[TASK PROMPT] Retype, without any change, the first line of the records and every line after it through the one containing "const CREATE_FIFO_INDEX_SQL: &str".
++++++
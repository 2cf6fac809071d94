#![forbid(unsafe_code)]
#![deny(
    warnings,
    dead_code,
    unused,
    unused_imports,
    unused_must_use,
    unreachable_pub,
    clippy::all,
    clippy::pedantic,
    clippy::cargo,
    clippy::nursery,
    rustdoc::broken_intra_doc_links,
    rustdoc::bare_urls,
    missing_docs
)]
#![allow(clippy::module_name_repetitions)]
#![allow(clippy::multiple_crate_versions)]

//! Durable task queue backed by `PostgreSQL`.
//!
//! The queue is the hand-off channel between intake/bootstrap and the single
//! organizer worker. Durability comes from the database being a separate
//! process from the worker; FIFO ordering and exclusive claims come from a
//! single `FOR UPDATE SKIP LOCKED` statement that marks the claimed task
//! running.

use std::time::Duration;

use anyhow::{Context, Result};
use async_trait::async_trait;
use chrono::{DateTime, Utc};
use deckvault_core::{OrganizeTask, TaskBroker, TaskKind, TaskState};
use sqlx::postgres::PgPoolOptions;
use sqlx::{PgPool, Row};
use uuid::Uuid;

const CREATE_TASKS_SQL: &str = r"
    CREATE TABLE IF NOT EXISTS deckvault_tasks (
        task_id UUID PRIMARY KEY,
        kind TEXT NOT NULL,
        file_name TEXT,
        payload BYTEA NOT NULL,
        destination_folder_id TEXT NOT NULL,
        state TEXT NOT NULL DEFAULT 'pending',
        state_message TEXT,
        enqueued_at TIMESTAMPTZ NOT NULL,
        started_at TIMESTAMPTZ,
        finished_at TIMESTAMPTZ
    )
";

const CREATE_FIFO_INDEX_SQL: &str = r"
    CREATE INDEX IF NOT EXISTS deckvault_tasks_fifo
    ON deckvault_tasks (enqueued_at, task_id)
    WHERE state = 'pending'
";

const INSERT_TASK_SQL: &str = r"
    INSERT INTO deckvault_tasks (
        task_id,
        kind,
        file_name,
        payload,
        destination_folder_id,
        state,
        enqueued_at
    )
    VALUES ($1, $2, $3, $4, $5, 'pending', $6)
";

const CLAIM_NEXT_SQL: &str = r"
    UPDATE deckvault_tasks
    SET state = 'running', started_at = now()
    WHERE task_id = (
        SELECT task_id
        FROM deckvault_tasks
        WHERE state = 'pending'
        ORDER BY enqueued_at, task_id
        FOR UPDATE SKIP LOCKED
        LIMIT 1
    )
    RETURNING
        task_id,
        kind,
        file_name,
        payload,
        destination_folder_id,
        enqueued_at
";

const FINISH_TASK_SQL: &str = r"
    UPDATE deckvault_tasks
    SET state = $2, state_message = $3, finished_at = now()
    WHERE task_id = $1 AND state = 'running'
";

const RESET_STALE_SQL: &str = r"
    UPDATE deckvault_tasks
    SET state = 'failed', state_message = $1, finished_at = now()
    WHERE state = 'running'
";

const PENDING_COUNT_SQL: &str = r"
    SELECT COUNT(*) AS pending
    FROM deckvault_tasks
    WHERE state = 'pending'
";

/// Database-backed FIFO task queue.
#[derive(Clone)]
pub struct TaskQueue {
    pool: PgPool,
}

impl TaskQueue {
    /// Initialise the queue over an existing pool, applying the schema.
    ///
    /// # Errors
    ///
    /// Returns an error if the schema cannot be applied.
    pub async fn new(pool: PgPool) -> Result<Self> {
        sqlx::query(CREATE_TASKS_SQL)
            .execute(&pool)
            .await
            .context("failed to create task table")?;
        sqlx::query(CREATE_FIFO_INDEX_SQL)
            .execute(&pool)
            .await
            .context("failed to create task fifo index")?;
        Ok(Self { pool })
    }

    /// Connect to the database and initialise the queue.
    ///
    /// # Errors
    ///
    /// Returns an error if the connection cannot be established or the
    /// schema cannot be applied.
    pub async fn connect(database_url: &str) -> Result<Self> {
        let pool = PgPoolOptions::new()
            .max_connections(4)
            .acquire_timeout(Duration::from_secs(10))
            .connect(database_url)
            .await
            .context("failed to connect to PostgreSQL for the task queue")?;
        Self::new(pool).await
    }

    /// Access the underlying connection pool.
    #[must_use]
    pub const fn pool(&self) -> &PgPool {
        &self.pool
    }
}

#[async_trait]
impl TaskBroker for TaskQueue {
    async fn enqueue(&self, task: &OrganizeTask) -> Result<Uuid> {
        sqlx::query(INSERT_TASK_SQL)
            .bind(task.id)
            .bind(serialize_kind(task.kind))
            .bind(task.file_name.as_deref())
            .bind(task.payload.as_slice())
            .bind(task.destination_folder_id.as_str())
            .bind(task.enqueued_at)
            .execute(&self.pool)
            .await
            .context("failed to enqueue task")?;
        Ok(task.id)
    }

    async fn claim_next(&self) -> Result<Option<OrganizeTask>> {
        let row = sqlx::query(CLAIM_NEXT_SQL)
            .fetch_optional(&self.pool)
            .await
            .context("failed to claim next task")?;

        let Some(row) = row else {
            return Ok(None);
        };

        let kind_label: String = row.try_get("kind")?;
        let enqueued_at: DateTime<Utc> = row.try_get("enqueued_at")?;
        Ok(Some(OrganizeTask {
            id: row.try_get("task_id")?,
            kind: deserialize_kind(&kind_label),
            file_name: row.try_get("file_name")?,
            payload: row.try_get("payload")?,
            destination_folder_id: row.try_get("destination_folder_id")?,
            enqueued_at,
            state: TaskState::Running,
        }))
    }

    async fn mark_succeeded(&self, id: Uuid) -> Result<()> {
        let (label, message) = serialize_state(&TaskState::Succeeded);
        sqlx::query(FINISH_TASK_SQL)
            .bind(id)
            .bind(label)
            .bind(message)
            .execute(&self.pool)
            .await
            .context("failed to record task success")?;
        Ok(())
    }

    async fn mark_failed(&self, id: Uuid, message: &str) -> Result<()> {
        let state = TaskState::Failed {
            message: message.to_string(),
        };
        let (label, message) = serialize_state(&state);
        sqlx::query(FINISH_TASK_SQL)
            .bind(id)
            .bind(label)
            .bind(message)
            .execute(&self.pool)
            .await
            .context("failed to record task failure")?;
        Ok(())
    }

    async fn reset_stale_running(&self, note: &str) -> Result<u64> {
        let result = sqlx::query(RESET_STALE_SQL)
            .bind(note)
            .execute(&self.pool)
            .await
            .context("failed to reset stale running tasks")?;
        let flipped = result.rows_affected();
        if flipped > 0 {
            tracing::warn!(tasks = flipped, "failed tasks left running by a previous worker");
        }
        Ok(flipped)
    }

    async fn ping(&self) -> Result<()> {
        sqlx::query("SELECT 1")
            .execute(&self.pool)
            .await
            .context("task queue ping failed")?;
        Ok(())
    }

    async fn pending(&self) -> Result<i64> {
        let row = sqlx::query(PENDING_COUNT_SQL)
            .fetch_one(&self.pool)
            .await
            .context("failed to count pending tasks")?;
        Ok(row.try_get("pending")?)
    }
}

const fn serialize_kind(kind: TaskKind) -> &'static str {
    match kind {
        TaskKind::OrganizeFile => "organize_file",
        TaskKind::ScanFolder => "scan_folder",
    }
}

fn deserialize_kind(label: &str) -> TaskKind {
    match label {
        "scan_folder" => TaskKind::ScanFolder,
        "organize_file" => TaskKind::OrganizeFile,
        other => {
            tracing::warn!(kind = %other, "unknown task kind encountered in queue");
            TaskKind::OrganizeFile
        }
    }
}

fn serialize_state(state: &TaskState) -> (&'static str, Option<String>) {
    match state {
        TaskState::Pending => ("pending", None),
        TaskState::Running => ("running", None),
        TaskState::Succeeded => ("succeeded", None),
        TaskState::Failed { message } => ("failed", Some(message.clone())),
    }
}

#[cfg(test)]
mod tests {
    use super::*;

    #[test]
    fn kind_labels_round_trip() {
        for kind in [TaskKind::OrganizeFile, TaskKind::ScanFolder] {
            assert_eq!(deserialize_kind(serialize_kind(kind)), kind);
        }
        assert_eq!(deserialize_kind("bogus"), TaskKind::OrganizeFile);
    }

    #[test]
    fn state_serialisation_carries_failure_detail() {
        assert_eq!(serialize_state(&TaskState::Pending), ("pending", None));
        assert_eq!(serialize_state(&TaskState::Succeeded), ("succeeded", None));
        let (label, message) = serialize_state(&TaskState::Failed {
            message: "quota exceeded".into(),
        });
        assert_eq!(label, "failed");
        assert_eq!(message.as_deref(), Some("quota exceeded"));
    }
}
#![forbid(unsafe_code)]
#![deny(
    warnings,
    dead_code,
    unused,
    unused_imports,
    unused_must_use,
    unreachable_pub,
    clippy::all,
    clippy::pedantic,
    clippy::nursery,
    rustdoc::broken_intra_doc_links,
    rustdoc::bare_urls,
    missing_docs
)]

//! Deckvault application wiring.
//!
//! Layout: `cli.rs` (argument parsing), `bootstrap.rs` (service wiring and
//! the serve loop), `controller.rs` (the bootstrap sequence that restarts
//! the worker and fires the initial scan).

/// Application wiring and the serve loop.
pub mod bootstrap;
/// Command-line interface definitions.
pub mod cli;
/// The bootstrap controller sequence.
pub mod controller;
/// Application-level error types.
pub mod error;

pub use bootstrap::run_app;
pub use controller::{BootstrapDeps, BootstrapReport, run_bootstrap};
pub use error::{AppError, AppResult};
++++++
[OUTPUT BELOW]
repository 2cf6fac809071d94
#![forbid(unsafe_code)]
#![deny(
    warnings,
    dead_code,
    unused,
    unused_imports,
    unused_must_use,
    unreachable_pub,
    clippy::all,
    clippy::pedantic,
    clippy::cargo,
    clippy::nursery,
    rustdoc::broken_intra_doc_links,
    rustdoc::bare_urls,
    missing_docs
)]
#![allow(clippy::module_name_repetitions)]
#![allow(clippy::multiple_crate_versions)]

//! Durable task queue backed by `PostgreSQL`.
//!
//! The queue is the hand-off channel between intake/bootstrap and the single
//! organizer worker. Durability comes from the database being a separate
//! process from the worker; FIFO ordering and exclusive claims come from a
//! single `FOR UPDATE SKIP LOCKED` statement that marks the claimed task
//! running.

use std::time::Duration;

use anyhow::{Context, Result};
use async_trait::async_trait;
use chrono::{DateTime, Utc};
use deckvault_core::{OrganizeTask, TaskBroker, TaskKind, TaskState};
use sqlx::postgres::PgPoolOptions;
use sqlx::{PgPool, Row};
use uuid::Uuid;

const CREATE_TASKS_SQL: &str = r"
    CREATE TABLE IF NOT EXISTS deckvault_tasks (
        task_id UUID PRIMARY KEY,
        kind TEXT NOT NULL,
        file_name TEXT,
        payload BYTEA NOT NULL,
        destination_folder_id TEXT NOT NULL,
        state TEXT NOT NULL DEFAULT 'pending',
        state_message TEXT,
        enqueued_at TIMESTAMPTZ NOT NULL,
        started_at TIMESTAMPTZ,
        finished_at TIMESTAMPTZ
    )
";

const CREATE_FIFO_INDEX_SQL: &str = r"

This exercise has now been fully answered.